J’ose donc espérer que la prise de conscience des avantages que ces accords apportent aux deux parties l’emporte – du côté suisse comme du côté européen. Mais leur mise en œuvre doit être améliorée avec des mesures d’accompagnement plus vigoureuses sur le marché du travail, et également en faveur des régions frontalières, en particulier le canton du Tessin.

swissinfo.ch: Dans un autre domaine, Berne et Bruxelles avancent vers la solution d’un vieux litige, depuis que le Parlement suisse a approuvé l’échange automatique de renseignements en matière fiscale. Quel est pour vous l’avenir de la place financière suisse sans secret bancaire?

S.R.: Pendant trente ou quarante ans, les banques suisses se sont reposées sur le secret bancaire. Les capitaux arrivaient pratiquement tous seuls, sans même avoir à aller les chercher. Le secret bancaire a contribué au succès de la place financière suisse, mais dans une certaine mesure, il a aussi freiné son renouvellement, pendant que d’autres places, à commencer par les asiatiques, ont fait de grands progrès ces dernières années.
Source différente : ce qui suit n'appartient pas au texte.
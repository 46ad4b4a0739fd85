use serde::{Deserialize, Serialize};

use crate::provider::{Match, TeamRef};

/// Side of the fixture being scored.
#[derive(Debug, Clone, Copy, PartialEq, Eq, Hash, Serialize, Deserialize)]
#[serde(rename_all = "snake_case")]
pub enum Side {
    Home,
    Away,
}

impl Side {
    pub fn opposite(self) -> Self {
        match self {
            Side::Home => Side::Away,
            Side::Away => Side::Home,
        }
    }
}

/// Winner of a past meeting, relative to that meeting's own home side.
#[derive(Debug, Clone, Copy, PartialEq, Eq, Serialize, Deserialize)]
#[serde(rename_all = "snake_case")]
pub enum MeetingWinner {
    Home,
    Away,
    Draw,
}

#[derive(Debug, Clone, PartialEq, Serialize, Deserialize)]
pub struct MeetingSummary {
    pub date: String,
    pub home: String,
    pub away: String,
    pub score: String,
    pub winner: MeetingWinner,
}

#[derive(Debug, Clone, Default, PartialEq, Serialize, Deserialize)]
pub struct HeadToHeadRecord {
    pub home_team: String,
    pub away_team: String,
    pub home_wins: u32,
    pub away_wins: u32,
    pub draws: u32,
    pub home_goals: u32,
    pub away_goals: u32,
    pub meetings: Vec<MeetingSummary>,
}

impl HeadToHeadRecord {
    pub fn total_meetings(&self) -> u32 {
        self.home_wins + self.away_wins + self.draws
    }

    pub fn favored(&self) -> Option<Side> {
        if self.home_wins > self.away_wins {
            Some(Side::Home)
        } else if self.away_wins > self.home_wins {
            Some(Side::Away)
        } else {
            None
        }
    }

    pub fn wins_for(&self, side: Side) -> u32 {
        match side {
            Side::Home => self.home_wins,
            Side::Away => self.away_wins,
        }
    }

    pub fn win_gap(&self) -> u32 {
        self.home_wins.abs_diff(self.away_wins)
    }
}

/// Tabulate past meetings from the perspective of the upcoming fixture's
/// `home` and `away` teams, whichever side each hosted in the meeting itself.
pub fn analyze_head_to_head(
    home: &TeamRef,
    away: &TeamRef,
    meetings: &[Match],
) -> HeadToHeadRecord {
    let mut record = HeadToHeadRecord {
        home_team: home.name.clone(),
        away_team: away.name.clone(),
        ..HeadToHeadRecord::default()
    };

    for m in meetings {
        let Some((meeting_home_goals, meeting_away_goals)) = m.score() else {
            continue;
        };
        let (for_home, for_away) = if m.home.id == home.id && m.away.id == away.id {
            (meeting_home_goals, meeting_away_goals)
        } else if m.home.id == away.id && m.away.id == home.id {
            (meeting_away_goals, meeting_home_goals)
        } else {
            tracing::debug!(match_id = m.id, "skipping meeting between other teams");
            continue;
        };

        record.home_goals += for_home as u32;
        record.away_goals += for_away as u32;
        if for_home > for_away {
            record.home_wins += 1;
        } else if for_away > for_home {
            record.away_wins += 1;
        } else {
            record.draws += 1;
        }

        let winner = if meeting_home_goals > meeting_away_goals {
            MeetingWinner::Home
        } else if meeting_away_goals > meeting_home_goals {
            MeetingWinner::Away
        } else {
            MeetingWinner::Draw
        };
        record.meetings.push(MeetingSummary {
            date: m.kickoff.clone(),
            home: m.home.name.clone(),
            away: m.away.name.clone(),
            score: format!("{meeting_home_goals}-{meeting_away_goals}"),
            winner,
        });
    }

    record
}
A l’avenir, les banques suisses devront donc axer leurs efforts essentiellement sur l’acquisition de nouveaux clients, et aussi sur ce renouvellement nécessaire. Dans cette perspective, la fin du secret bancaire peut être vue comme un facteur positif, même s’il arrive bien tard.

Mais dans les années à venir, les banques suisses devront aussi affronter un difficile travail de mise en œuvre de l’échange automatique de renseignements, qui demandera une plus grande spécialisation et une connaissance profonde des lois fiscales des autres pays, très complexes et différentes les unes des autres. En outre, elles seront confrontées à des exigences beaucoup plus élevées de la clientèle: ceux qui devront désormais déclarer leurs capitaux au fisc exigeront que l’argent qu’ils placent dans les banques suisses leur rapporte plus, avec le risque qu’ils aillent le déposer ailleurs. Donc, c’est une phase de restructuration qui s’ouvre pour la place financière suisse, et elle mettra à rude épreuve de nombreuses petites et moyennes banques, qui devront probablement réduire leurs effectifs.